> _EXERCISE INSTRUCTIONS_: Filter the listing and keep only the lines with the word "Legal".

> _LISTED RECORDS_:
// Copyright (c) 2025 Geoffrey Huntley <ghuntley@ghuntley.com>. All rights reserved.
// SPDX-License-Identifier: Proprietary

//! Pure classifiers over identity data.
//!
//! Each classifier takes already-fetched inputs and returns a finding only
//! when the identity is out of policy. Fetching lives in the orchestrator.

use serde::Serialize;
use warden_db::CandidateUser;
use warden_identity::{AuthenticationProfile, ClientAssignment, IdentityRecord};
use warden_report::ReportRow;

pub const NO_VALID_PROVIDER_MESSAGE: &str = "No valid Okta or OktaAdmin provider found";
pub const PASSWORD_WITHOUT_2FA_MESSAGE: &str =
	"User has password authentication enabled but 2FA is not configured";

const OKTA_STANDARD_LABEL: &str = "Okta (standard)";
const OKTA_ADMIN_LABEL: &str = "OktaAdmin";

#[derive(Debug, Clone, Copy, PartialEq, Eq, Serialize)]
#[serde(rename_all = "snake_case")]
pub enum RoleTier {
	Elevated,
	Standard,
}

impl RoleTier {
	/// Elevated when any group name matches an admin group, ignoring case.
	pub fn from_group_names<S: AsRef<str>>(group_names: &[S], admin_groups: &[String]) -> Self {
		let elevated = group_names.iter().any(|name| {
			admin_groups
				.iter()
				.any(|admin| admin.eq_ignore_ascii_case(name.as_ref()))
		});
		if elevated {
			RoleTier::Elevated
		} else {
			RoleTier::Standard
		}
	}
}

#[derive(Debug, Clone, PartialEq, Eq, Serialize)]
pub struct LoginProviderFinding {
	pub user: CandidateUser,
	pub tier: RoleTier,
	pub is_valid: bool,
	pub invalid_providers: Vec<String>,
	pub message: Option<String>,
	pub has_multiple_providers: bool,
	pub has_no_valid_provider: bool,
}

#[derive(Debug, Clone, PartialEq, Eq, Serialize)]
pub struct PasswordWithout2faFinding {
	pub user: CandidateUser,
	pub message: String,
}

#[derive(Debug, Clone, PartialEq, Eq, Serialize)]
pub struct WrongClientFinding {
	pub user: CandidateUser,
	pub client: ClientAssignment,
}

/// A retained per-identity finding.
#[derive(Debug, Clone, PartialEq, Eq, Serialize)]
#[serde(tag = "kind", rename_all = "snake_case")]
pub enum ClassificationResult {
	LoginProvider(LoginProviderFinding),
	PasswordWithout2fa(PasswordWithout2faFinding),
	WrongClient(WrongClientFinding),
}

impl ClassificationResult {
	pub fn user(&self) -> &CandidateUser {
		match self {
			ClassificationResult::LoginProvider(f) => &f.user,
			ClassificationResult::PasswordWithout2fa(f) => &f.user,
			ClassificationResult::WrongClient(f) => &f.user,
		}
	}

	pub fn issue(&self) -> String {
		match self {
			ClassificationResult::LoginProvider(f) => f.message.clone().unwrap_or_default(),
			ClassificationResult::PasswordWithout2fa(f) => f.message.clone(),
			ClassificationResult::WrongClient(f) => {
				format!("Reassigned from client {}", f.client.id)
			}
		}
	}

	pub fn to_report_row(&self) -> ReportRow {
		let user = self.user();
		let highlighted = matches!(
			self,
			ClassificationResult::LoginProvider(f) if f.has_multiple_providers
		);
		ReportRow::new(
			user.id,
			user.first_name.clone(),
			user.last_name.clone(),
			user.email.clone(),
		)
		.with_issue(self.issue())
		.highlighted(highlighted)
	}
}

#[derive(Debug, Default)]
struct ProviderScan {
	has_okta: bool,
	has_okta_admin: bool,
	invalid: Vec<String>,
}

fn scan_providers(profile: &AuthenticationProfile) -> ProviderScan {
	let mut scan = ProviderScan {
		invalid: profile
			.credential_methods()
			.into_iter()
			.map(str::to_string)
			.collect(),
		..Default::default()
	};

	for (protocol, method) in profile.federated_methods() {
		if !method.is_enabled {
			continue;
		}
		let name = method.provider_name.to_lowercase();
		if name.contains("okta") {
			if name.contains("oktaadmin") {
				scan.has_okta_admin = true;
			} else {
				scan.has_okta = true;
			}
		} else {
			scan.invalid
				.push(format!("{}: {}", protocol.label(), method.provider_name));
		}
	}

	scan
}

/// Classify an identity's sign-in methods against its role tier.
///
/// Always returns the evaluation; callers keep only invalid ones.
pub fn classify_login_provider(
	user: &CandidateUser,
	profile: &AuthenticationProfile,
	tier: RoleTier,
) -> LoginProviderFinding {
	let scan = scan_providers(profile);

	let (has_required, has_other, required_message, extras_prefix, other_label) = match tier {
		RoleTier::Elevated => (
			scan.has_okta_admin,
			scan.has_okta,
			"Administrator must use OktaAdmin provider",
			"Admin user has additional providers",
			OKTA_STANDARD_LABEL,
		),
		RoleTier::Standard => (
			scan.has_okta,
			scan.has_okta_admin,
			"User must use Okta provider",
			"User has additional providers",
			OKTA_ADMIN_LABEL,
		),
	};

	let is_valid = has_required && !has_other && scan.invalid.is_empty();
	let mut has_multiple_providers = false;
	let mut has_no_valid_provider = false;

	let message = if is_valid {
		None
	} else if !scan.has_okta && !scan.has_okta_admin {
		has_no_valid_provider = true;
		Some(NO_VALID_PROVIDER_MESSAGE.to_string())
	} else if !has_required {
		Some(required_message.to_string())
	} else {
		has_multiple_providers = true;
		let mut extras = scan.invalid.clone();
		if has_other {
			extras.push(other_label.to_string());
		}
		Some(format!("{extras_prefix}: {}", extras.join(", ")))
	};

	LoginProviderFinding {
		user: user.clone(),
		tier,
		is_valid,
		invalid_providers: scan.invalid,
		message,
		has_multiple_providers,
		has_no_valid_provider,
	}
}

/// Password enabled without a second-factor marker is a finding.
pub fn classify_password(
	user: &CandidateUser,
	profile: &AuthenticationProfile,
) -> Option<PasswordWithout2faFinding> {
	match &profile.password {
		Some(password) if password.is_enabled && !password.has_second_factor() => {
			Some(PasswordWithout2faFinding {
				user: user.clone(),
				message: PASSWORD_WITHOUT_2FA_MESSAGE.to_string(),
			})
		}
		_ => None,
	}
}

/// A failed profile lookup is still reported, with the error text.
pub fn password_lookup_failed(
	user: &CandidateUser,
	error: &dyn std::fmt::Display,
) -> PasswordWithout2faFinding {
	PasswordWithout2faFinding {
		user: user.clone(),
		message: format!("Error checking authentication settings: {error}"),
	}
}

/// Reportable when the client is present, unsecured, and in the misassigned list.
pub fn classify_client(
	user: &CandidateUser,
	record: &IdentityRecord,
	misassigned_client_ids: &[i64],
) -> Option<WrongClientFinding> {
	let client = record.client.as_ref()?;
	if client.secured || !misassigned_client_ids.contains(&client.id) {
		return None;
	}
	Some(WrongClientFinding {
		user: user.clone(),
		client: client.clone(),
	})
}

#[cfg(test)]
mod tests {
	use super::*;
	use proptest::prelude::*;
	use warden_identity::{CredentialMethod, FederatedMethod, PasswordMethod};

	fn user() -> CandidateUser {
		CandidateUser::new(42, "Grace", "Hopper", "grace@example.com")
	}

	fn saml(name: &str, enabled: bool) -> FederatedMethod {
		FederatedMethod {
			provider_name: name.to_string(),
			is_enabled: enabled,
		}
	}

	fn profile_with_saml(names: &[&str]) -> AuthenticationProfile {
		AuthenticationProfile {
			saml2: names.iter().map(|n| saml(n, true)).collect(),
			..Default::default()
		}
	}

	#[test]
	fn test_role_tier_is_case_insensitive() {
		let admins = vec!["System Administrators".to_string()];
		assert_eq!(
			RoleTier::from_group_names(&["everyone", "SYSTEM ADMINISTRATORS"], &admins),
			RoleTier::Elevated
		);
		assert_eq!(
			RoleTier::from_group_names(&["Everyone"], &admins),
			RoleTier::Standard
		);
	}

	#[test]
	fn test_standard_with_okta_is_valid() {
		let finding = classify_login_provider(
			&user(),
			&profile_with_saml(&["Okta-Standard"]),
			RoleTier::Standard,
		);
		assert!(finding.is_valid);
		assert!(finding.invalid_providers.is_empty());
		assert!(finding.message.is_none());
	}

	#[test]
	fn test_standard_with_only_okta_admin() {
		let finding = classify_login_provider(
			&user(),
			&profile_with_saml(&["OktaAdmin-Legal"]),
			RoleTier::Standard,
		);
		assert!(!finding.is_valid);
		assert_eq!(finding.message.as_deref(), Some("User must use Okta provider"));
		assert!(!finding.has_no_valid_provider);
		assert!(!finding.has_multiple_providers);
	}

	#[test]
	fn test_elevated_requires_okta_admin() {
		let finding = classify_login_provider(
			&user(),
			&profile_with_saml(&["Okta"]),
			RoleTier::Elevated,
		);
		assert!(!finding.is_valid);
		assert_eq!(
			finding.message.as_deref(),
			Some("Administrator must use OktaAdmin provider")
		);
	}

	#[test]
	fn test_elevated_with_both_okta_providers() {
		let finding = classify_login_provider(
			&user(),
			&profile_with_saml(&["OktaAdmin", "Okta"]),
			RoleTier::Elevated,
		);
		assert!(!finding.is_valid);
		assert!(finding.has_multiple_providers);
		assert_eq!(
			finding.message.as_deref(),
			Some("Admin user has additional providers: Okta (standard)")
		);
		assert!(ClassificationResult::LoginProvider(finding)
			.to_report_row()
			.highlighted);
	}

	#[test]
	fn test_extra_methods_are_listed_in_order() {
		let profile = AuthenticationProfile {
			password: Some(PasswordMethod {
				is_enabled: true,
				two_factor_protocol: None,
			}),
			rsa: Some(CredentialMethod::default()),
			openid_connect: vec![saml("Google", true), saml("Disabled", false)],
			saml2: vec![saml("Okta", true), saml("OktaAdmin", true)],
			..Default::default()
		};
		let finding = classify_login_provider(&user(), &profile, RoleTier::Standard);
		assert!(finding.has_multiple_providers);
		assert_eq!(
			finding.invalid_providers,
			vec!["Password", "RSA", "OpenIDConnect: Google"]
		);
		assert_eq!(
			finding.message.as_deref(),
			Some("User has additional providers: Password, RSA, OpenIDConnect: Google, OktaAdmin")
		);
	}

	#[test]
	fn test_no_okta_at_all() {
		let profile = AuthenticationProfile {
			active_directory: Some(CredentialMethod::default()),
			saml2: vec![saml("Okta", false)],
			..Default::default()
		};
		let finding = classify_login_provider(&user(), &profile, RoleTier::Elevated);
		assert!(!finding.is_valid);
		assert!(finding.has_no_valid_provider);
		assert!(!finding.has_multiple_providers);
		assert_eq!(finding.message.as_deref(), Some(NO_VALID_PROVIDER_MESSAGE));
		assert!(!ClassificationResult::LoginProvider(finding)
			.to_report_row()
			.highlighted);
	}

	#[test]
	fn test_password_without_marker_is_one_finding() {
		let profile = AuthenticationProfile {
			password: Some(PasswordMethod {
				is_enabled: true,
				two_factor_protocol: Some(" ".to_string()),
			}),
			..Default::default()
		};
		let finding = classify_password(&user(), &profile).unwrap();
		assert_eq!(finding.message, PASSWORD_WITHOUT_2FA_MESSAGE);
	}

	#[test]
	fn test_password_with_marker_or_disabled_is_clean() {
		let with_marker = AuthenticationProfile {
			password: Some(PasswordMethod {
				is_enabled: true,
				two_factor_protocol: Some("Email".to_string()),
			}),
			..Default::default()
		};
		let disabled = AuthenticationProfile {
			password: Some(PasswordMethod {
				is_enabled: false,
				two_factor_protocol: None,
			}),
			..Default::default()
		};
		assert!(classify_password(&user(), &with_marker).is_none());
		assert!(classify_password(&user(), &disabled).is_none());
		assert!(classify_password(&user(), &AuthenticationProfile::default()).is_none());
	}

	#[test]
	fn test_password_lookup_failure_message() {
		let finding = password_lookup_failed(&user(), &"connection reset");
		assert_eq!(
			finding.message,
			"Error checking authentication settings: connection reset"
		);
	}

	fn record(client: Option<ClientAssignment>) -> IdentityRecord {
		IdentityRecord {
			id: 42,
			first_name: "Grace".to_string(),
			last_name: "Hopper".to_string(),
			email: "grace@example.com".to_string(),
			access_enabled: true,
			notes: String::new(),
			keywords: String::new(),
			item_list_page_length: 200,
			client,
		}
	}

	#[test]
	fn test_client_classifier() {
		let misassigned = [1020443];
		let wrong = ClientAssignment {
			id: 1020443,
			name: None,
			secured: false,
		};
		let finding = classify_client(&user(), &record(Some(wrong.clone())), &misassigned).unwrap();
		assert_eq!(
			ClassificationResult::WrongClient(finding).issue(),
			"Reassigned from client 1020443"
		);

		let secured = ClientAssignment {
			secured: true,
			..wrong.clone()
		};
		assert!(classify_client(&user(), &record(Some(secured)), &misassigned).is_none());

		let other = ClientAssignment { id: 7, ..wrong };
		assert!(classify_client(&user(), &record(Some(other)), &misassigned).is_none());
		assert!(classify_client(&user(), &record(None), &misassigned).is_none());
	}

	fn provider_name() -> impl Strategy<Value = String> {
		prop_oneof![
			Just("Okta".to_string()),
			Just("okta-standard".to_string()),
			Just("OktaAdmin".to_string()),
			Just("OKTAADMIN-Legal".to_string()),
			"[A-Z][a-z]{2,8}".prop_filter("not okta", |s| !s.to_lowercase().contains("okta")),
		]
	}

	fn arb_profile() -> impl Strategy<Value = AuthenticationProfile> {
		(
			any::<bool>(),
			any::<bool>(),
			prop::collection::vec((provider_name(), any::<bool>()), 0..4),
			prop::collection::vec((provider_name(), any::<bool>()), 0..4),
		)
			.prop_map(|(password, rsa, oidc, saml2)| AuthenticationProfile {
				password: password.then_some(PasswordMethod {
					is_enabled: true,
					two_factor_protocol: None,
				}),
				rsa: rsa.then(CredentialMethod::default),
				openid_connect: oidc.into_iter().map(|(n, e)| saml(&n, e)).collect(),
				saml2: saml2.into_iter().map(|(n, e)| saml(&n, e)).collect(),
				..Default::default()
			})
	}

	proptest! {
		#[test]
		fn validity_matches_provider_law(profile in arb_profile(), elevated in any::<bool>()) {
			let tier = if elevated { RoleTier::Elevated } else { RoleTier::Standard };
			let scan = scan_providers(&profile);
			let finding = classify_login_provider(&user(), &profile, tier);

			let expected = match tier {
				RoleTier::Elevated => scan.has_okta_admin && !scan.has_okta && scan.invalid.is_empty(),
				RoleTier::Standard => scan.has_okta && !scan.has_okta_admin && scan.invalid.is_empty(),
			};
			prop_assert_eq!(finding.is_valid, expected);
			prop_assert_eq!(finding.message.is_none(), finding.is_valid);
			prop_assert!(!(finding.has_multiple_providers && finding.has_no_valid_provider));
			prop_assert_eq!(
				finding.has_no_valid_provider,
				!scan.has_okta && !scan.has_okta_admin
			);
		}
	}
}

> _OUTPUT OF THE TASK_:
			&profile_with_saml(&["OktaAdmin-Legal"]),
			Just("OKTAADMIN-Legal".to_string()),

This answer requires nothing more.